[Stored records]

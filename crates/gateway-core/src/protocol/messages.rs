//! Gateway message format
//!
//! Defines the envelope every gateway message travels in.

use super::{HelloPayload, IdentifyPayload, OpCode, PresencePayload, ReadyPayload, ResumePayload};
use crate::error::ProtocolError;
use serde::de::DeserializeOwned;
use serde::{Deserialize, Serialize};
use serde_json::Value;

/// Gateway message envelope
///
/// All messages in both directions follow this format. Every key is always
/// serialized, with `null` for absent values.
#[derive(Clone, PartialEq, Serialize, Deserialize)]
pub struct GatewayPayload {
    /// Operation code
    pub op: OpCode,

    /// Event data payload
    #[serde(default)]
    pub d: Value,

    /// Sequence number (only for op=0 Dispatch)
    #[serde(default)]
    pub s: Option<u64>,

    /// Event name (only for op=0 Dispatch)
    #[serde(default)]
    pub t: Option<String>,
}

impl GatewayPayload {
    fn control(op: OpCode, d: Value) -> Self {
        Self { op, d, s: None, t: None }
    }

    fn encode<T: Serialize>(op: OpCode, data: &T) -> Result<Self, ProtocolError> {
        Ok(Self::control(op, serde_json::to_value(data)?))
    }

    // === Client Messages ===

    /// Create a Heartbeat message (op=1) carrying the last seen sequence
    #[must_use]
    pub fn heartbeat(last_sequence: Option<u64>) -> Self {
        Self::control(
            OpCode::Heartbeat,
            last_sequence.map_or(Value::Null, |s| Value::Number(s.into())),
        )
    }

    /// Create an Identify message (op=2)
    pub fn identify(payload: &IdentifyPayload) -> Result<Self, ProtocolError> {
        Self::encode(OpCode::Identify, payload)
    }

    /// Create a Presence Update message (op=3)
    pub fn presence_update(payload: &PresencePayload) -> Result<Self, ProtocolError> {
        Self::encode(OpCode::PresenceUpdate, payload)
    }

    /// Create a Resume message (op=6)
    pub fn resume(payload: &ResumePayload) -> Result<Self, ProtocolError> {
        Self::encode(OpCode::Resume, payload)
    }

    // === Server Messages ===

    /// Create a Dispatch message (op=0)
    #[must_use]
    pub fn dispatch(event_name: impl Into<String>, sequence: u64, data: Value) -> Self {
        Self {
            op: OpCode::Dispatch,
            d: data,
            s: Some(sequence),
            t: Some(event_name.into()),
        }
    }

    /// Create a Hello message (op=10)
    #[must_use]
    pub fn hello(heartbeat_interval: u64) -> Self {
        Self::control(
            OpCode::Hello,
            serde_json::json!({ "heartbeat_interval": heartbeat_interval }),
        )
    }

    /// Create a Heartbeat ACK message (op=11)
    #[must_use]
    pub fn heartbeat_ack() -> Self {
        Self::control(OpCode::HeartbeatAck, Value::Null)
    }

    /// Create a Reconnect message (op=7)
    #[must_use]
    pub fn reconnect() -> Self {
        Self::control(OpCode::Reconnect, Value::Null)
    }

    /// Create an Invalid Session message (op=9)
    ///
    /// `resumable` indicates if the session can be resumed.
    #[must_use]
    pub fn invalid_session(resumable: bool) -> Self {
        Self::control(OpCode::InvalidSession, Value::Bool(resumable))
    }

    // === Parsing ===

    fn data_as<T: DeserializeOwned>(&self, expected: OpCode) -> Result<T, ProtocolError> {
        if self.op != expected {
            return Err(ProtocolError::UnexpectedOpCode {
                expected,
                actual: self.op,
            });
        }
        if self.d.is_null() {
            return Err(ProtocolError::MissingData(expected));
        }
        Ok(T::deserialize(&self.d)?)
    }

    /// Parse the Hello payload (op=10)
    pub fn as_hello(&self) -> Result<HelloPayload, ProtocolError> {
        self.data_as(OpCode::Hello)
    }

    /// Parse the READY dispatch body
    pub fn as_ready(&self) -> Result<ReadyPayload, ProtocolError> {
        self.data_as(OpCode::Dispatch)
    }

    /// Parse an Identify payload (op=2)
    pub fn as_identify(&self) -> Result<IdentifyPayload, ProtocolError> {
        self.data_as(OpCode::Identify)
    }

    /// Parse a Resume payload (op=6)
    pub fn as_resume(&self) -> Result<ResumePayload, ProtocolError> {
        self.data_as(OpCode::Resume)
    }

    /// Whether an Invalid Session message (op=9) allows resuming
    ///
    /// Anything other than an explicit `true` counts as not resumable.
    #[must_use]
    pub fn is_resumable_invalidation(&self) -> bool {
        self.op == OpCode::InvalidSession && self.d.as_bool().unwrap_or(false)
    }

    /// Check if this is a message the server is allowed to send
    #[must_use]
    pub fn is_valid_server_message(&self) -> bool {
        self.op.is_server_op()
    }

    // === Utilities ===

    /// Serialize to JSON string
    pub fn to_json(&self) -> Result<String, serde_json::Error> {
        serde_json::to_string(self)
    }

    /// Deserialize from JSON string
    pub fn from_json(json: &str) -> Result<Self, ProtocolError> {
        Ok(serde_json::from_str(json)?)
    }

    /// Whether the data field may contain the bearer token
    fn carries_token(&self) -> bool {
        matches!(self.op, OpCode::Identify | OpCode::Resume)
    }
}

impl std::fmt::Debug for GatewayPayload {
    fn fmt(&self, f: &mut std::fmt::Formatter<'_>) -> std::fmt::Result {
        let mut s = f.debug_struct("GatewayPayload");
        s.field("op", &self.op).field("s", &self.s).field("t", &self.t);
        if self.carries_token() {
            s.field("d", &"<redacted>");
        } else {
            s.field("d", &self.d);
        }
        s.finish()
    }
}

impl std::fmt::Display for GatewayPayload {
    fn fmt(&self, f: &mut std::fmt::Formatter<'_>) -> std::fmt::Result {
        if let Some(t) = &self.t {
            write!(f, "GatewayPayload(op={}, t={}", self.op, t)?;
            if let Some(s) = self.s {
                write!(f, ", s={s}")?;
            }
            write!(f, ")")
        } else {
            write!(f, "GatewayPayload(op={})", self.op)
        }
    }
}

### Exercise aim
Using the data above, reproduce every line exactly.

### Expected answer
filename crates/gateway-core/src/protocol/messages.rs
//! Gateway message format
//!
//! Defines the envelope every gateway message travels in.

use super::{HelloPayload, IdentifyPayload, OpCode, PresencePayload, ReadyPayload, ResumePayload};
use crate::error::ProtocolError;
use serde::de::DeserializeOwned;
use serde::{Deserialize, Serialize};
use serde_json::Value;

/// Gateway message envelope
///
/// All messages in both directions follow this format. Every key is always
/// serialized, with `null` for absent values.
#[derive(Clone, PartialEq, Serialize, Deserialize)]
pub struct GatewayPayload {
    /// Operation code
    pub op: OpCode,

    /// Event data payload
    #[serde(default)]
    pub d: Value,

    /// Sequence number (only for op=0 Dispatch)
    #[serde(default)]
    pub s: Option<u64>,

    /// Event name (only for op=0 Dispatch)
    #[serde(default)]
    pub t: Option<String>,
}

impl GatewayPayload {
    fn control(op: OpCode, d: Value) -> Self {
        Self { op, d, s: None, t: None }
    }

    fn encode<T: Serialize>(op: OpCode, data: &T) -> Result<Self, ProtocolError> {
        Ok(Self::control(op, serde_json::to_value(data)?))
    }

    // === Client Messages ===

    /// Create a Heartbeat message (op=1) carrying the last seen sequence
    #[must_use]
    pub fn heartbeat(last_sequence: Option<u64>) -> Self {
        Self::control(
            OpCode::Heartbeat,
            last_sequence.map_or(Value::Null, |s| Value::Number(s.into())),
        )
    }

    /// Create an Identify message (op=2)
    pub fn identify(payload: &IdentifyPayload) -> Result<Self, ProtocolError> {
        Self::encode(OpCode::Identify, payload)
    }

    /// Create a Presence Update message (op=3)
    pub fn presence_update(payload: &PresencePayload) -> Result<Self, ProtocolError> {
        Self::encode(OpCode::PresenceUpdate, payload)
    }

    /// Create a Resume message (op=6)
    pub fn resume(payload: &ResumePayload) -> Result<Self, ProtocolError> {
        Self::encode(OpCode::Resume, payload)
    }

    // === Server Messages ===

    /// Create a Dispatch message (op=0)
    #[must_use]
    pub fn dispatch(event_name: impl Into<String>, sequence: u64, data: Value) -> Self {
        Self {
            op: OpCode::Dispatch,
            d: data,
            s: Some(sequence),
            t: Some(event_name.into()),
        }
    }

    /// Create a Hello message (op=10)
    #[must_use]
    pub fn hello(heartbeat_interval: u64) -> Self {
        Self::control(
            OpCode::Hello,
            serde_json::json!({ "heartbeat_interval": heartbeat_interval }),
        )
    }

    /// Create a Heartbeat ACK message (op=11)
    #[must_use]
    pub fn heartbeat_ack() -> Self {
        Self::control(OpCode::HeartbeatAck, Value::Null)
    }

    /// Create a Reconnect message (op=7)
    #[must_use]
    pub fn reconnect() -> Self {
        Self::control(OpCode::Reconnect, Value::Null)
    }

    /// Create an Invalid Session message (op=9)
    ///
    /// `resumable` indicates if the session can be resumed.
    #[must_use]
    pub fn invalid_session(resumable: bool) -> Self {
        Self::control(OpCode::InvalidSession, Value::Bool(resumable))
    }

    // === Parsing ===

    fn data_as<T: DeserializeOwned>(&self, expected: OpCode) -> Result<T, ProtocolError> {
        if self.op != expected {
            return Err(ProtocolError::UnexpectedOpCode {
                expected,
                actual: self.op,
            });
        }
        if self.d.is_null() {
            return Err(ProtocolError::MissingData(expected));
        }
        Ok(T::deserialize(&self.d)?)
    }

    /// Parse the Hello payload (op=10)
    pub fn as_hello(&self) -> Result<HelloPayload, ProtocolError> {
        self.data_as(OpCode::Hello)
    }

    /// Parse the READY dispatch body
    pub fn as_ready(&self) -> Result<ReadyPayload, ProtocolError> {
        self.data_as(OpCode::Dispatch)
    }

    /// Parse an Identify payload (op=2)
    pub fn as_identify(&self) -> Result<IdentifyPayload, ProtocolError> {
        self.data_as(OpCode::Identify)
    }

    /// Parse a Resume payload (op=6)
    pub fn as_resume(&self) -> Result<ResumePayload, ProtocolError> {
        self.data_as(OpCode::Resume)
    }

    /// Whether an Invalid Session message (op=9) allows resuming
    ///
    /// Anything other than an explicit `true` counts as not resumable.
    #[must_use]
    pub fn is_resumable_invalidation(&self) -> bool {
        self.op == OpCode::InvalidSession && self.d.as_bool().unwrap_or(false)
    }

    /// Check if this is a message the server is allowed to send
    #[must_use]
    pub fn is_valid_server_message(&self) -> bool {
        self.op.is_server_op()
    }

    // === Utilities ===

    /// Serialize to JSON string
    pub fn to_json(&self) -> Result<String, serde_json::Error> {
        serde_json::to_string(self)
    }

    /// Deserialize from JSON string
    pub fn from_json(json: &str) -> Result<Self, ProtocolError> {
        Ok(serde_json::from_str(json)?)
    }

    /// Whether the data field may contain the bearer token
    fn carries_token(&self) -> bool {
        matches!(self.op, OpCode::Identify | OpCode::Resume)
    }
}

impl std::fmt::Debug for GatewayPayload {
    fn fmt(&self, f: &mut std::fmt::Formatter<'_>) -> std::fmt::Result {
        let mut s = f.debug_struct("GatewayPayload");
        s.field("op", &self.op).field("s", &self.s).field("t", &self.t);
        if self.carries_token() {
            s.field("d", &"<redacted>");
        } else {
            s.field("d", &self.d);
        }
        s.finish()
    }
}

impl std::fmt::Display for GatewayPayload {
    fn fmt(&self, f: &mut std::fmt::Formatter<'_>) -> std::fmt::Result {
        if let Some(t) = &self.t {
            write!(f, "GatewayPayload(op={}, t={}", self.op, t)?;
            if let Some(s) = self.s {
                write!(f, ", s={s}")?;
            }
            write!(f, ")")
        } else {
            write!(f, "GatewayPayload(op={})", self.op)
        }
    }
}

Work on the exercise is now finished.